Why must he claim they're the first? Because this is almost entirely about money and cashing in on a trend. In some cases, that's a good thing. The snake-like tendencies of businesses to ride the green train to move some more product has probably caused them to accidentally do something good at times, but let's be honest with ourselves. This all stems from some sort of guilt we as a people possess... we take up this epic task of protecting the Earth; not because we really care about this giant rock, but because we need to feel noble and just. Look, our advances in industry certainly have had their wear and tear on the environment, but we're getting better at it and refining our methods. No need to fret... plus, if we mess it up too bad, we now have a giant reset switch that can fix it all:

That's science friends. All our carbon footprints over the years - large as they may be - have led us to develop THE LARGE HADRON COLLIDER, and for that, I think the Earth is pretty grateful. In fact, just last week, Earth had this to say:
Hey guys! My ozones are fine... no biggie! Thanks for the LARGE HADRON COLLIDER!!! -e

6 comments:

Kate said...

Lolz!

and quit trying to be like me with all the death. Thanks.

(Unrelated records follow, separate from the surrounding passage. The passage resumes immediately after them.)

//! Report rendering for scan results.
//!
//! Formats:
//! - Text (aligned table for the terminal)
//! - Markdown
//! - JSON (undefined metrics as `null`)
//!
//! Only passing rows are shown, sorted by alpha descending.

use serde::Serialize;

use super::record::{PassingRow, ScanResult, COLUMNS};

// ============================================================================
// Report Format
// ============================================================================

/// Supported report formats.
#[derive(Debug, Clone, Copy, PartialEq, Eq, Default)]
pub enum ReportFormat {
    /// Aligned plain-text table
    #[default]
    Text,
    /// Markdown table
    Markdown,
    /// JSON document
    Json,
}

impl std::fmt::Display for ReportFormat {
    fn fmt(&self, f: &mut std::fmt::Formatter<'_>) -> std::fmt::Result {
        match self {
            Self::Text => write!(f, "text"),
            Self::Markdown => write!(f, "markdown"),
            Self::Json => write!(f, "json"),
        }
    }
}

impl std::str::FromStr for ReportFormat {
    type Err = String;

    fn from_str(s: &str) -> std::result::Result<Self, Self::Err> {
        match s.to_lowercase().as_str() {
            "text" | "txt" | "table" => Ok(Self::Text),
            "markdown" | "md" => Ok(Self::Markdown),
            "json" => Ok(Self::Json),
            _ => Err(format!("Unknown report format: {}", s)),
        }
    }
}

// ============================================================================
// Scan Report
// ============================================================================

#[derive(Serialize)]
struct JsonReport<'a> {
    scan_id: &'a str,
    summary: String,
    total_submitted: usize,
    evaluated: usize,
    passed: usize,
    skipped: usize,
    cancelled: bool,
    thresholds: &'a str,
    duration_secs: f64,
    rows: &'a [PassingRow],
}

/// Renders a scan result.
pub struct ScanReport<'a> {
    result: &'a ScanResult,
    rows: Vec<PassingRow>,
}

impl<'a> ScanReport<'a> {
    pub fn new(result: &'a ScanResult) -> Self {
        Self {
            result,
            rows: result.passing(),
        }
    }

    /// Passing rows in presentation order.
    pub fn rows(&self) -> &[PassingRow] {
        &self.rows
    }

    pub fn generate(&self, format: ReportFormat) -> String {
        match format {
            ReportFormat::Text => self.to_text(),
            ReportFormat::Markdown => self.to_markdown(),
            ReportFormat::Json => self.to_json(),
        }
    }

    /// Sortino and alpha are small per-period figures; two decimals would
    /// show distinct values as ties.
    fn cells(row: &PassingRow) -> Vec<String> {
        let m = &row.metrics;
        vec![
            row.ticker.clone(),
            format!("{:.2}", m.pe),
            format!("{:.2}", m.ev_to_ebitda),
            format!("{:.2}", m.revenue_growth_pct),
            format!("{:.2}", m.eps_growth_pct),
            format!("{:.4}", m.sortino),
            format!("{:.4}", m.alpha),
            format!("{:.2}", m.croci_pct),
        ]
    }

    /// Aligned text table followed by the summary line.
    pub fn to_text(&self) -> String {
        let body: Vec<Vec<String>> = self.rows.iter().map(Self::cells).collect();

        let widths: Vec<usize> = COLUMNS
            .iter()
            .enumerate()
            .map(|(i, header)| {
                body.iter()
                    .map(|cells| cells[i].len())
                    .chain(std::iter::once(header.len()))
                    .max()
                    .unwrap_or(0)
            })
            .collect();

        let line = |cells: Vec<&str>| -> String {
            cells
                .iter()
                .zip(&widths)
                .enumerate()
                .map(|(i, (cell, width))| {
                    // ticker left-aligned, numbers right-aligned
                    if i == 0 {
                        format!("{:<width$}", cell, width = *width)
                    } else {
                        format!("{:>width$}", cell, width = *width)
                    }
                })
                .collect::<Vec<_>>()
                .join("  ")
                .trim_end()
                .to_string()
        };

        let mut out = String::new();
        if self.rows.is_empty() {
            out.push_str("No stocks met all the criteria.\n");
        } else {
            out.push_str(&line(COLUMNS.to_vec()));
            out.push('\n');
            let rule: usize = widths.iter().sum::<usize>() + 2 * (widths.len() - 1);
            out.push_str(&"-".repeat(rule));
            out.push('\n');
            for cells in &body {
                out.push_str(&line(cells.iter().map(String::as_str).collect()));
                out.push('\n');
            }
        }

        out.push('\n');
        out.push_str(&self.footer());
        out
    }

    pub fn to_markdown(&self) -> String {
        let mut md = String::new();

        md.push_str("# Stock Scan\n\n");
        md.push_str(&format!(
            "**Scan ID**: {}\n**Time**: {}\n**Duration**: {:.1}s\n\n",
            self.result.scan_id,
            self.result.completed_at.format("%Y-%m-%d %H:%M:%S UTC"),
            self.result.duration_secs
        ));
        md.push_str(&format!("- **Thresholds**: {}\n", self.result.thresholds));
        md.push_str(&format!("- **Result**: {}\n\n", self.result.summary()));

        if self.rows.is_empty() {
            md.push_str("No stocks met all the criteria.\n");
            return md;
        }

        md.push_str(&format!("| {} |\n", COLUMNS.join(" | ")));
        md.push_str(&format!("|{}\n", "---|".repeat(COLUMNS.len())));
        for row in &self.rows {
            md.push_str(&format!("| {} |\n", Self::cells(row).join(" | ")));
        }

        md
    }

    pub fn to_json(&self) -> String {
        let report = JsonReport {
            scan_id: &self.result.scan_id,
            summary: self.result.summary(),
            total_submitted: self.result.total_submitted,
            evaluated: self.result.records.len(),
            passed: self.rows.len(),
            skipped: self.result.skipped,
            cancelled: self.result.cancelled,
            thresholds: &self.result.thresholds,
            duration_secs: self.result.duration_secs,
            rows: &self.rows,
        };
        serde_json::to_string_pretty(&report).unwrap_or_else(|_| "{}".to_string())
    }

    fn footer(&self) -> String {
        let mut footer = format!(
            "{} ({} evaluated, {} skipped) in {:.1}s\n",
            self.result.summary(),
            self.result.records.len(),
            self.result.skipped,
            self.result.duration_secs
        );
        if self.result.cancelled {
            footer.push_str(&format!(
                "Scan cancelled: {} tickers not started\n",
                self.result.not_started
            ));
        }
        footer
    }
}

Something Nottaken said...

You should somehow try to include the LHC in every post you tack up, even long after it is cuil to do so.

A Yinzer's Diary said...

This was hilarious. The Earth is funny when it talks. Funnier still is watching the transition of a man into staunch conservatism. When you and George Bush on standing on the political spectrum, he asks, "Chris, why are you standing so far to my right?"

Ramie.Leigh said...
This comment has been removed by the author.
Ramie.Leigh said...

That'll sure make murder mysteries less fun in future books.

Also - where are the grave-robber interviews? That'll take all the fun out of the jobs to just wait a few months and dig up DIRT to get to the valuables.

Final notes, only semi-related, I think I want to be cremated - and have my ashes scattered in some community's water supply.... or maybe in one of the pools at a water-bottling company. No reason. Yes, ew.

That, or like, a Hefty Cinch-sak... maybe 2. Biodegradable, of course.

Andy - Instafather said...

I wrapped my grandparents in plastic bags and then doused them with used motor oil.